Learned Counsel therefore submits that the evidence of the PW1 touching on the other Respondents’ Savings Accounts is tantamount to hearsay. He relies on Ogbeide V Osula (2004) 12 NWLR (Pt. 886) 86, and Sections 37 & 38 of the Evidence Act, 2011 to submit that hearsay evidence is inadmissible. Counsel further submits that there is no evidence proving the facts pleaded as affecting the twelve (12) other Respondents since they only called one witness to prove that there were contracts between the thirteen (13) of them. He submits that it was not possible for PW1 to give evidence in respect of another account holder’s transaction with the Appellant. Counsel therefore urged the Court to hold that the Respondents, as Plaintiffs, did not plead and prove a breach of contract between them and the Appellant, and that the trial Court was thus in error when it granted reliefs in favour of the Respondent for breach of contract.

Going further and relying on UPS V Adeyosoye (2011) 5 NWLR (Pt. 1240) 315 & Garba V Kur (2002) 8 NWLR (Pt. 831) 280 for the definition and ambit of special and general damages, learned Counsel submits that the particulars of special damages should be the breakdown of the items of special damage with the sum total of what the plaintiffs claim and the total indicated. Counsel contends that from paragraph 10 of the Statement of claim, it cannot be said with certainty that the sum total of the figure shown is N11,477,035.08, which is the sum also given in evidence by the PW1. In view of the alleged uncertainty, Counsel submits that it is not the function of this Court to recalculate the figure as that is the function of both the pleadings and credible evidence. Counsel submits that since the amount is ascertainable, the Plaintiffs ought to have pleaded the particulars to the final total and given evidence to buttress such pleadings. He relies on NMA v MMA Inc. (2010) 4 NWLR (Pt.1185) 613 & Nwanji V Coastal Serv. (Nig) Ltd (2004) 11 NWLR (Pt. 885) 552.
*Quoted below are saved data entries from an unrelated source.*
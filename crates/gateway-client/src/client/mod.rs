//! Gateway client: the connection task and its handle

mod handle;
mod runner;

pub use handle::{GatewayClient, GatewayOptions};
//! Gateway client entry point
//!
//! Run with:
//! ```bash
//! GATEWAY_URL=wss://gateway.example.com GATEWAY_TOKEN=... cargo run -p gateway-client
//! ```
//!
//! Connects, logs every event, and closes cleanly on Ctrl-C.

use anyhow::Context;
use gateway_client::{ClientEvent, GatewayClient, GatewayOptions, WsConnector};
use gateway_common::{try_init_tracing_with_config, ClientConfig, TracingConfig};
use gateway_core::CloseCode;
use tracing::{error, info, warn};

#[tokio::main]
async fn main() {
    if let Err(e) = run().await {
        error!(error = %e, "Gateway client failed");
        eprintln!("Error: {e:#}");
        std::process::exit(1);
    }
}

async fn run() -> anyhow::Result<()> {
    let config = ClientConfig::from_env().context("Failed to load configuration")?;

    if let Err(e) = try_init_tracing_with_config(&TracingConfig::for_environment(config.app.env)) {
        eprintln!("Warning: Failed to initialize tracing: {e}");
    }

    info!(
        env = ?config.app.env,
        url = %config.endpoint.url,
        compress = config.endpoint.compress,
        "Configuration loaded"
    );

    let credential = config
        .identity
        .credential()
        .context("GATEWAY_TOKEN is not set")?;
    let options = GatewayOptions::from_config(&config)?;

    let (client, mut events) = GatewayClient::spawn(options, WsConnector::new());
    client.start(credential).await?;

    loop {
        tokio::select! {
            event = events.recv() => match event {
                Some(event) => log_event(&event),
                None => break,
            },
            result = tokio::signal::ctrl_c() => {
                if let Err(e) = result {
                    warn!(error = %e, "Failed to listen for Ctrl-C");
                }
                info!("Shutting down");
                break;
            }
        }
    }

    if let Err(e) = client.close(CloseCode::NORMAL).await {
        warn!(error = %e, "Close request not delivered");
    }
    client.shutdown().await;

    // Whatever the close produced
    while let Ok(event) = events.try_recv() {
        log_event(&event);
    }

    Ok(())
}

fn log_event(event: &ClientEvent) {
    match event {
        ClientEvent::Dispatch(dispatch) => info!(
            event = %dispatch.name,
            seq = ?dispatch.sequence,
            "Dispatch received"
        ),
        ClientEvent::Ready { session_id } => info!(session_id = %session_id, "Session ready"),
        ClientEvent::Error(message) => warn!(error = %message, "Client error"),
        other => info!(event = ?other, "Client event"),
    }
}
Counsel submits that special damages must be pleaded and proved strictly. Counsel argues that from paragraph 10 of the Statement of Claim, it cannot be said that the items indicated therein have a precise calculation with a total figure. He submits that since the ascertained claim of the Plaintiffs was not specifically pleaded, the trial Court ought not to have relied on the evidence given in proof of such claim by the Plaintiffs. On the authority of NMA v MMA Inc. (supra) @ 643 – 644, Counsel urges the Court to expunge the evidence on this ground.

Again, in respect of the evidence adduced through the sole witness, PW1, Counsel submits that the number of persons who complained and were Plaintiffs were thirteen (13). The Severance pay slips tendered by the Respondents through the PW1 and admitted in evidence as Exhibits ADSY/51/2008 1-13 were only 13 in respect of persons whose names were not mentioned. The cheques were only for seven (7) persons whose names were however mentioned in evidence and which Cheques were admitted in evidence as Exhibits ADSY/51/2008 14 – 20.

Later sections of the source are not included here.